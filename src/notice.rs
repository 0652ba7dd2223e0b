use std::fmt;
use std::time::{Duration, Instant};

/// How long a toast stays visible
pub const TOAST_DURATION: Duration = Duration::from_millis(2400);

/// Undrained notices kept before the oldest are dropped
pub const HISTORY_LIMIT: usize = 32;

/// Short-lived user-facing message
#[derive(Debug, Clone, PartialEq)]
pub enum Notice {
    CapacityExceeded { limit: usize },
    UnsupportedType { name: String },
    ReadFailed { name: String, reason: String },
    PreviewFailed { name: String, reason: String },
    MissingGameId,
    MissingStage,
    EmptyQueue,
    NothingToCopy,
    CopyFailed,
    Copied,
    UploadSucceeded,
    RequestFailed { message: String },
}

impl fmt::Display for Notice {
    fn fmt(&self, f: &mut fmt::Formatter<'_>) -> fmt::Result {
        match self {
            Notice::CapacityExceeded { limit } => {
                write!(f, "You can upload at most {} images", limit)
            }
            Notice::UnsupportedType { name } => {
                write!(f, "Only image files are supported ({})", name)
            }
            Notice::ReadFailed { name, reason } => write!(f, "Could not read {}: {}", name, reason),
            Notice::PreviewFailed { name, reason } => {
                write!(f, "Could not preview {}: {}", name, reason)
            }
            Notice::MissingGameId => write!(f, "Please enter a Game ID"),
            Notice::MissingStage => write!(f, "Please enter a Stage"),
            Notice::EmptyQueue => write!(f, "Please select at least one image"),
            Notice::NothingToCopy => write!(f, "Nothing to copy yet"),
            Notice::CopyFailed => write!(f, "Copy failed"),
            Notice::Copied => write!(f, "Copied to clipboard"),
            Notice::UploadSucceeded => write!(f, "Uploaded and validated"),
            Notice::RequestFailed { message } => write!(f, "Request failed: {}", message),
        }
    }
}

#[derive(Debug, Clone)]
struct Toast {
    notice: Notice,
    shown_at: Instant,
}

/// Holds the one toast on screen. A newer notice replaces the older one.
#[derive(Debug, Default)]
pub struct NoticeBoard {
    current: Option<Toast>,
    history: Vec<Notice>,
}

impl NoticeBoard {
    pub fn push(&mut self, notice: Notice) {
        self.push_at(notice, Instant::now());
    }

    pub fn push_at(&mut self, notice: Notice, now: Instant) {
        if self.history.len() == HISTORY_LIMIT {
            self.history.remove(0);
        }
        self.history.push(notice.clone());
        self.current = Some(Toast {
            notice,
            shown_at: now,
        });
    }

    /// The toast to show at `now`, if it has not expired yet.
    pub fn visible(&self, now: Instant) -> Option<&Notice> {
        self.current
            .as_ref()
            .filter(|t| now.saturating_duration_since(t.shown_at) < TOAST_DURATION)
            .map(|t| &t.notice)
    }

    /// Time left before the current toast hides.
    pub fn remaining(&self, now: Instant) -> Option<Duration> {
        self.current
            .as_ref()
            .map(|t| TOAST_DURATION.saturating_sub(now.saturating_duration_since(t.shown_at)))
            .filter(|d| !d.is_zero())
    }

    /// Notices raised since the last drain, oldest first. Holds at most
    /// `HISTORY_LIMIT`.
    pub fn history(&self) -> &[Notice] {
        &self.history
    }

    /// Hands over notices raised since the last drain.
    pub fn drain(&mut self) -> Vec<Notice> {
        std::mem::take(&mut self.history)
    }
}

· · · · · · ·

» **What needs to be done**
Look through the material above for "filter" and copy the lines that have it.

» **Answer space**
            .filter(|t| now.saturating_duration_since(t.shown_at) < TOAST_DURATION)
            .filter(|d| !d.is_zero())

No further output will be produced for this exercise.